Шукшин находился в это время в правительственном санатории в Кисловодске. Он уже плохо себя чувствовал, хоть и писал матери и сестре: «Чувствую себя прекрасно. Умоляю вас – не волнуйтесь. Мама, ради Христа, успокойся. Не волнуйся, не болей. Я здоров. Еще раз повторяю – здоров. И теперь уже это будет, сами понимаете, прочно». Однако сохранились горькие воспоминания жены шукшинского друга детства Валентины Андреевны Борзенковой, по совпадению оказавшейся тогда на Северном Кавказе. Она была последней, кто видел его из земляков: «Он был худой-худой. Рассказал, что язва по-прежнему мучает, стали болеть икры ног. Очень сожалел, что дети маленькие. Маша только в первый класс пошла, что не успеет их вырастить». Этот же мотив предчувствия своего скорого расставания с детьми встречается и в воспоминаниях Георгия Буркова, однако от матери Шукшин болезнь скрывал, и Валентина Борзенкова не случайно цитирует письмо, которое Василий Макарович передал через нее ее мужу, другу Борзе, с кем когда-то недоучился в Бийском автомобильном техникуме (и кто совсем иначе описывал ситуацию с утонувшим сыром): «Саша, милый, прошу тебя (и Валю прошу о том же) доехайте до матушки. Валю прошу сказать ей, что я жив-здоров, чувствую себя хорошо и хорошо выгляжу – Валя может подтвердить».

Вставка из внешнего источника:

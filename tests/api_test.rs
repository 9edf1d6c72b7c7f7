//! # API Tests
//!
//! End-to-end tests for the video, note and quiz endpoints. Each test opens a
//! temporary SQLite database, serves the router on an ephemeral port and talks
//! to it over HTTP.
//!
//! ## Running the Tests
//!
//! ```bash
//! cargo test --test api_test
//! ```

use reqwest::StatusCode;
use serde_json::{json, Value};
use std::sync::Arc;
use tokio::net::TcpListener;

use annotated_video::client::{ApiClient, ClientError};
use annotated_video::serve::{build_router, AppState};
use annotated_video::session::{PlayerSession, PlayerSessionError};

/// Start the API on 127.0.0.1 with a fresh database
async fn start_server() -> (String, tempfile::TempDir) {
    let (pool, guard) = annotated_video::db::create_test_connection_in_temporary_file()
        .await
        .unwrap();
    let app = build_router(Arc::new(AppState {
        pool,
        uploads: None,
    }));

    let listener = TcpListener::bind("127.0.0.1:0").await.unwrap();
    let addr = listener.local_addr().unwrap();
    tokio::spawn(async move {
        axum::serve(listener, app).await.unwrap();
    });

    (format!("http://{}", addr), guard)
}

#[tokio::test]
async fn test_health() {
    let (base, _guard) = start_server().await;
    let response = reqwest::get(format!("{}/health", base)).await.unwrap();
    assert_eq!(response.status(), StatusCode::OK);
}

#[tokio::test]
async fn test_save_metadata_then_filter_by_url() {
    let (base, _guard) = start_server().await;
    let http = reqwest::Client::new();

    let response = http
        .post(format!("{}/api/videos/save-metadata", base))
        .json(&json!({"title": "T", "blobUrl": "http://x/y.mp4"}))
        .send()
        .await
        .unwrap();
    assert_eq!(response.status(), StatusCode::OK);
    let body: Value = response.json().await.unwrap();
    assert_eq!(body["video"]["title"], "T");
    assert_eq!(body["video"]["blob_url"], "http://x/y.mp4");
    assert!(body["video"]["description"].is_null());
    let id = body["video"]["id"].as_i64().unwrap();

    // A second video that must not match the filter
    http.post(format!("{}/api/videos/save-metadata", base))
        .json(&json!({"title": "Other", "blobUrl": "http://x/z.mp4"}))
        .send()
        .await
        .unwrap();

    let filtered: Value = http
        .get(format!("{}/api/videos", base))
        .query(&[("url", "http://x/y.mp4")])
        .send()
        .await
        .unwrap()
        .json()
        .await
        .unwrap();
    let filtered = filtered.as_array().unwrap();
    assert_eq!(filtered.len(), 1);
    assert_eq!(filtered[0]["id"].as_i64(), Some(id));

    let all: Value = http
        .get(format!("{}/api/videos", base))
        .send()
        .await
        .unwrap()
        .json()
        .await
        .unwrap();
    let videos = all["videos"].as_array().unwrap();
    assert_eq!(videos.len(), 2);
    // Newest first
    assert_eq!(videos[0]["title"], "Other");
}

#[tokio::test]
async fn test_save_metadata_requires_title_and_url() {
    let (base, _guard) = start_server().await;
    let http = reqwest::Client::new();

    for body in [
        json!({"blobUrl": "http://x/y.mp4"}),
        json!({"title": "T"}),
        json!({"title": "", "blobUrl": "http://x/y.mp4"}),
    ] {
        let response = http
            .post(format!("{}/api/videos/save-metadata", base))
            .json(&body)
            .send()
            .await
            .unwrap();
        assert_eq!(response.status(), StatusCode::BAD_REQUEST);
        let body: Value = response.json().await.unwrap();
        assert_eq!(body["error"], "Title and blob URL are required");
    }

    let response = http
        .post(format!("{}/api/videos/save-metadata", base))
        .header("content-type", "application/json")
        .body("{not json")
        .send()
        .await
        .unwrap();
    assert_eq!(response.status(), StatusCode::BAD_REQUEST);
    let body: Value = response.json().await.unwrap();
    assert!(body["error"].is_string());
}

#[tokio::test]
async fn test_video_without_annotations_has_empty_lists() {
    let (base, _guard) = start_server().await;
    let client = ApiClient::new(&base).unwrap();

    let video = client
        .save_metadata("Lecture", Some("Week 1"), "http://x/lecture.mp4")
        .await
        .unwrap();
    assert_eq!(video.description.as_deref(), Some("Week 1"));

    let details = client.get_video(video.id).await.unwrap();
    assert_eq!(details.video, video);
    assert!(details.notes.is_empty());
    assert!(details.quizzes.is_empty());

    let raw: Value = reqwest::get(format!("{}/api/videos/{}", base, video.id))
        .await
        .unwrap()
        .json()
        .await
        .unwrap();
    assert_eq!(raw["notes"], json!([]));
    assert_eq!(raw["quizzes"], json!([]));
}

#[tokio::test]
async fn test_unknown_video_is_404() {
    let (base, _guard) = start_server().await;

    for path in ["999", "abc"] {
        let response = reqwest::get(format!("{}/api/videos/{}", base, path))
            .await
            .unwrap();
        assert_eq!(response.status(), StatusCode::NOT_FOUND);
        let body: Value = response.json().await.unwrap();
        assert_eq!(body["error"], "Video not found");
    }

    let client = ApiClient::new(&base).unwrap();
    assert!(matches!(
        client.get_video(999).await,
        Err(ClientError::NotFound(_))
    ));
}

#[tokio::test]
async fn test_note_lifecycle() {
    let (base, _guard) = start_server().await;
    let client = ApiClient::new(&base).unwrap();
    let http = reqwest::Client::new();
    let video = client
        .save_metadata("Lecture", None, "http://x/lecture.mp4")
        .await
        .unwrap();

    // videoId may arrive as a string
    let response = http
        .post(format!("{}/api/notes", base))
        .json(&json!({"videoId": video.id.to_string(), "timestamp": 12.5, "note": "later"}))
        .send()
        .await
        .unwrap();
    assert_eq!(response.status(), StatusCode::OK);
    let later: Value = response.json().await.unwrap();
    assert_eq!(later["note"]["timestamp"], 12.5);

    let early = client.create_note(video.id, 0.0, "start").await.unwrap();
    assert_eq!(early.video_id, video.id);

    let details = client.get_video(video.id).await.unwrap();
    let texts: Vec<&str> = details.notes.iter().map(|n| n.note.as_str()).collect();
    assert_eq!(texts, vec!["start", "later"]);

    client.delete_note(early.id).await.unwrap();
    let details = client.get_video(video.id).await.unwrap();
    assert_eq!(details.notes.len(), 1);
    assert!(details.notes.iter().all(|n| n.id != early.id));

    // Deleting again is not an error
    client.delete_note(early.id).await.unwrap();
}

#[tokio::test]
async fn test_note_validation() {
    let (base, _guard) = start_server().await;
    let http = reqwest::Client::new();

    let response = http
        .post(format!("{}/api/notes", base))
        .json(&json!({"videoId": 1, "note": "no timestamp"}))
        .send()
        .await
        .unwrap();
    assert_eq!(response.status(), StatusCode::BAD_REQUEST);
    let body: Value = response.json().await.unwrap();
    assert_eq!(body["error"], "Missing required fields");

    let response = http
        .delete(format!("{}/api/notes", base))
        .send()
        .await
        .unwrap();
    assert_eq!(response.status(), StatusCode::BAD_REQUEST);
    let body: Value = response.json().await.unwrap();
    assert_eq!(body["error"], "Note ID is required");

    let response = http
        .delete(format!("{}/api/notes?id=abc", base))
        .send()
        .await
        .unwrap();
    assert_eq!(response.status(), StatusCode::BAD_REQUEST);
}

#[tokio::test]
async fn test_quiz_lifecycle() {
    let (base, _guard) = start_server().await;
    let client = ApiClient::new(&base).unwrap();
    let video = client
        .save_metadata("Lecture", None, "http://x/lecture.mp4")
        .await
        .unwrap();
    let options: Vec<String> = ["3", "4", "5", "22"].iter().map(|s| s.to_string()).collect();

    let quiz = client
        .create_quiz(video.id, 30.0, "2 + 2?", &options, 1)
        .await
        .unwrap();
    assert_eq!(quiz.options, options);
    assert_eq!(quiz.correct_answer, 1);
    client
        .create_quiz(video.id, 10.0, "First?", &options, 0)
        .await
        .unwrap();

    let details = client.get_video(video.id).await.unwrap();
    let times: Vec<f64> = details.quizzes.iter().map(|q| q.timestamp).collect();
    assert_eq!(times, vec![10.0, 30.0]);

    client.delete_quiz(quiz.id).await.unwrap();
    let details = client.get_video(video.id).await.unwrap();
    assert_eq!(details.quizzes.len(), 1);
    assert!(details.quizzes.iter().all(|q| q.id != quiz.id));

    // Deleting again is not an error
    client.delete_quiz(quiz.id).await.unwrap();
    let details = client.get_video(video.id).await.unwrap();
    assert_eq!(details.quizzes.len(), 1);
}

#[tokio::test]
async fn test_quiz_validation() {
    let (base, _guard) = start_server().await;
    let client = ApiClient::new(&base).unwrap();
    let http = reqwest::Client::new();
    let video = client
        .save_metadata("Lecture", None, "http://x/lecture.mp4")
        .await
        .unwrap();

    for body in [
        json!({"videoId": video.id, "timestamp": 1.0, "question": "Q", "options": [], "correctAnswer": 0}),
        json!({"videoId": video.id, "timestamp": 1.0, "question": "Q", "options": ["a"]}),
        json!({"videoId": video.id, "timestamp": 1.0, "options": ["a"], "correctAnswer": 0}),
    ] {
        let response = http
            .post(format!("{}/api/quizzes", base))
            .json(&body)
            .send()
            .await
            .unwrap();
        assert_eq!(response.status(), StatusCode::BAD_REQUEST);
    }

    let err = client
        .create_quiz(video.id, 1.0, "Q", &["a".to_string()], 3)
        .await
        .unwrap_err();
    assert!(matches!(err, ClientError::Api { status, .. } if status == StatusCode::BAD_REQUEST));

    let response = http
        .delete(format!("{}/api/quizzes", base))
        .send()
        .await
        .unwrap();
    let body: Value = response.json().await.unwrap();
    assert_eq!(body["error"], "Quiz ID is required");
}

#[tokio::test]
async fn test_player_session_adds_at_position() {
    let (base, _guard) = start_server().await;
    let client = ApiClient::new(&base).unwrap();
    let video = client
        .save_metadata("Lecture", None, "http://x/lecture.mp4")
        .await
        .unwrap();

    let mut session = PlayerSession::open(client, video.id).await.unwrap();
    session.engine_mut().seek(42.0);
    let note = session.add_note("remember this").await.unwrap();
    assert_eq!(note.timestamp, 42.0);

    let options = vec!["yes".to_string(), " ".to_string()];
    assert!(matches!(
        session.add_quiz("Ready?", &options, 0).await,
        Err(PlayerSessionError::Form(_))
    ));

    let options = vec!["yes".to_string(), "no".to_string()];
    let quiz = session.add_quiz("Ready?", &options, 0).await.unwrap();
    assert_eq!(session.engine().timeline().len(), 2);

    session.delete_note(note.id).await;
    session.delete_quiz(quiz.id).await;
    assert!(session.engine().timeline().is_empty());
    assert_eq!(session.engine().position(), 42.0);
}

Но Валя могла бы это лишь опровергнуть…

Что же касается победы на кинофестивале, согласно одним воспоминаниям, жюри во главе с председателем Станиславом Ростоцким единогласно присудило главный приз «Калине красной», однако Лидия Николаевна Федосеева-Шукшина в одном из интервью рассказывала о том, что Ростоцкий был против шукшинской картины, но остальные члены жюри, в том числе представители союзных республик пригрозили ему выразить свое публичное несогласие и Ростоцкий был вынужден отступить. Так это или не так, теперь, наверное, уже и не важно. «Отмечая самобытный, яркий талант писателя, режиссера и актера Василия Шукшина, главная премия фестиваля присуждена фильму киностудии “Мосфильм” “Калина красная”», – говорилось в решении жюри. Однако самый главный приз Шукшину принесли зрители. Они шли и шли. Десятки миллионов зрителей. И до сих пор идут.